───── INFORMATION GIVEN
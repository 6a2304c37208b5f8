//! Per-label and per-relation cardinality statistics.
//!
//! Counts are updated incrementally as entities are created and deleted;
//! the traversal orderer and the host's info commands read them. Signed
//! arithmetic guards against transient underflow during bulk deletion.

/// Incrementally maintained graph statistics.
#[derive(Debug, Clone, Default)]
pub struct GraphStatistics {
    /// Node count per label id
    node_count: Vec<i64>,
    /// Edge count per relation id
    edge_count: Vec<i64>,
}

impl GraphStatistics {
    pub fn new() -> Self {
        GraphStatistics::default()
    }

    /// Extend the node-count table for a newly registered label.
    pub fn introduce_label(&mut self) {
        self.node_count.push(0);
    }

    /// Extend the edge-count table for a newly registered relation.
    pub fn introduce_relation(&mut self) {
        self.edge_count.push(0);
    }

    pub fn inc_node_count(&mut self, label: usize, amount: i64) {
        self.node_count[label] += amount;
    }

    pub fn dec_node_count(&mut self, label: usize, amount: i64) {
        debug_assert!(self.node_count[label] >= amount);
        self.node_count[label] -= amount;
    }

    pub fn inc_edge_count(&mut self, relation: usize, amount: i64) {
        self.edge_count[relation] += amount;
    }

    pub fn dec_edge_count(&mut self, relation: usize, amount: i64) {
        debug_assert!(self.edge_count[relation] >= amount);
        self.edge_count[relation] -= amount;
    }

    /// Nodes carrying the given label.
    pub fn node_count(&self, label: usize) -> u64 {
        self.node_count.get(label).copied().unwrap_or(0).max(0) as u64
    }

    /// Edges of the given relation type.
    pub fn edge_count(&self, relation: usize) -> u64 {
        self.edge_count.get(relation).copied().unwrap_or(0).max(0) as u64
    }
}

#[cfg(test)]
mod tests {
    use super::*;

    #[test]
    fn test_counts_track_introductions() {
        let mut stats = GraphStatistics::new();
        stats.introduce_label();
        stats.introduce_relation();
        stats.inc_node_count(0, 3);
        stats.dec_node_count(0, 1);
        stats.inc_edge_count(0, 2);

        assert_eq!(stats.node_count(0), 2);
        assert_eq!(stats.edge_count(0), 2);
        assert_eq!(stats.node_count(9), 0);
    }
}
//! Label and relation registration, attribute interning, and the schema
//! metadata layout consumed by an external serializer.
//!
//! Labels and relations get dense, never-recycled ids in registration
//! order. Attribute names are interned once, process-wide per graph, into
//! dense [`AttributeId`]s; each schema store records which attribute
//! names its entities have used.

use crate::ids::{AttributeId, LabelId, RelationId};
use dashmap::DashMap;
use parking_lot::RwLock;
use serde::{Deserialize, Serialize};
use std::collections::HashMap;

/// Persistent metadata for one label or relation schema:
/// `(id, name, attribute count, attribute names)`.
#[derive(Debug, Clone, Serialize, Deserialize)]
pub struct Store {
    pub id: i32,
    pub name: String,
    pub attributes: Vec<String>,
}

impl Store {
    fn new(id: i32, name: &str) -> Self {
        Store {
            id,
            name: name.to_string(),
            attributes: Vec::new(),
        }
    }
}

/// Global attribute-name interner.
///
/// Reads go through the lock-free map; the name table is only written
/// under its lock when a fresh attribute appears.
#[derive(Debug, Default)]
pub struct AttributeInterner {
    ids: DashMap<String, AttributeId>,
    names: RwLock<Vec<String>>,
}

impl AttributeInterner {
    pub fn new() -> Self {
        AttributeInterner::default()
    }

    /// Intern `name`, returning its dense id.
    pub fn intern(&self, name: &str) -> AttributeId {
        if let Some(id) = self.ids.get(name) {
            return *id;
        }
        let mut names = self.names.write();
        // recheck under the write lock
        if let Some(id) = self.ids.get(name) {
            return *id;
        }
        let id = names.len() as AttributeId;
        names.push(name.to_string());
        self.ids.insert(name.to_string(), id);
        id
    }

    /// Lookup without interning.
    pub fn get(&self, name: &str) -> Option<AttributeId> {
        self.ids.get(name).map(|id| *id)
    }

    pub fn name(&self, id: AttributeId) -> Option<String> {
        self.names.read().get(id as usize).cloned()
    }

    pub fn len(&self) -> usize {
        self.names.read().len()
    }

    pub fn is_empty(&self) -> bool {
        self.len() == 0
    }
}

/// Name registries for labels and relations.
#[derive(Debug, Default)]
pub struct GraphSchema {
    labels: Vec<Store>,
    relations: Vec<Store>,
    label_ids: HashMap<String, LabelId>,
    relation_ids: HashMap<String, RelationId>,
    pub attributes: AttributeInterner,
}

impl GraphSchema {
    pub fn new() -> Self {
        GraphSchema::default()
    }

    /// Register a label name; idempotent.
    pub fn add_label(&mut self, name: &str) -> LabelId {
        if let Some(&id) = self.label_ids.get(name) {
            return id;
        }
        let id = self.labels.len() as LabelId;
        self.labels.push(Store::new(id, name));
        self.label_ids.insert(name.to_string(), id);
        id
    }

    /// Register a relation name; idempotent.
    pub fn add_relation(&mut self, name: &str) -> RelationId {
        if let Some(&id) = self.relation_ids.get(name) {
            return id;
        }
        let id = self.relations.len() as RelationId;
        self.relations.push(Store::new(id, name));
        self.relation_ids.insert(name.to_string(), id);
        id
    }

    pub fn label_id(&self, name: &str) -> Option<LabelId> {
        self.label_ids.get(name).copied()
    }

    pub fn relation_id(&self, name: &str) -> Option<RelationId> {
        self.relation_ids.get(name).copied()
    }

    pub fn label_store(&self, id: LabelId) -> Option<&Store> {
        usize::try_from(id).ok().and_then(|i| self.labels.get(i))
    }

    pub fn relation_store(&self, id: RelationId) -> Option<&Store> {
        usize::try_from(id).ok().and_then(|i| self.relations.get(i))
    }

    /// Record that entities of the given label schema use an attribute.
    pub fn note_label_attribute(&mut self, id: LabelId, name: &str) {
        if let Some(store) = usize::try_from(id).ok().and_then(|i| self.labels.get_mut(i)) {
            if !store.attributes.iter().any(|a| a == name) {
                store.attributes.push(name.to_string());
            }
        }
    }

    /// Record that edges of the given relation schema use an attribute.
    pub fn note_relation_attribute(&mut self, id: RelationId, name: &str) {
        if let Some(store) = usize::try_from(id)
            .ok()
            .and_then(|i| self.relations.get_mut(i))
        {
            if !store.attributes.iter().any(|a| a == name) {
                store.attributes.push(name.to_string());
            }
        }
    }

    pub fn label_count(&self) -> usize {
        self.labels.len()
    }

    pub fn relation_count(&self) -> usize {
        self.relations.len()
    }

    /// The serializable layout for one graph: name, label stores,
    /// relation stores. Matrices themselves are never persisted; they are
    /// rebuilt from entity iteration.
    pub fn layout(&self, graph_name: &str) -> SchemaLayout {
        SchemaLayout {
            name: graph_name.to_string(),
            label_count: self.labels.len(),
            relation_count: self.relations.len(),
            labels: self.labels.clone(),
            relations: self.relations.clone(),
        }
    }
}

/// Snapshot of a graph's schema metadata for the host serializer.
#[derive(Debug, Clone, Serialize, Deserialize)]
pub struct SchemaLayout {
    pub name: String,
    pub label_count: usize,
    pub relation_count: usize,
    pub labels: Vec<Store>,
    pub relations: Vec<Store>,
}

#[cfg(test)]
mod tests {
    use super::*;

    #[test]
    fn test_dense_ids_in_registration_order() {
        let mut schema = GraphSchema::new();
        assert_eq!(schema.add_label("Person"), 0);
        assert_eq!(schema.add_label("City"), 1);
        assert_eq!(schema.add_label("Person"), 0);
        assert_eq!(schema.add_relation("KNOWS"), 0);
        assert_eq!(schema.label_id("City"), Some(1));
        assert_eq!(schema.relation_id("LIVES_IN"), None);
    }

    #[test]
    fn test_attribute_interning_is_stable() {
        let interner = AttributeInterner::new();
        let a = interner.intern("age");
        let b = interner.intern("name");
        assert_eq!(interner.intern("age"), a);
        assert_ne!(a, b);
        assert_eq!(interner.name(b).as_deref(), Some("name"));
    }

    #[test]
    fn test_layout_round_trips_through_json() {
        let mut schema = GraphSchema::new();
        schema.add_label("Person");
        schema.add_relation("KNOWS");
        schema.note_label_attribute(0, "age");

        let layout = schema.layout("social");
        let json = serde_json::to_string(&layout).unwrap();
        let back: SchemaLayout = serde_json::from_str(&json).unwrap();
        assert_eq!(back.name, "social");
        assert_eq!(back.labels[0].attributes, vec!["age"]);
    }
}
──────────
PROBLEM TO SOLVE:
Go over the listing above and return each line with "copied".

FINISHED TASK:
        self.node_count.get(label).copied().unwrap_or(0).max(0) as u64
        self.edge_count.get(relation).copied().unwrap_or(0).max(0) as u64
        self.label_ids.get(name).copied()
        self.relation_ids.get(name).copied()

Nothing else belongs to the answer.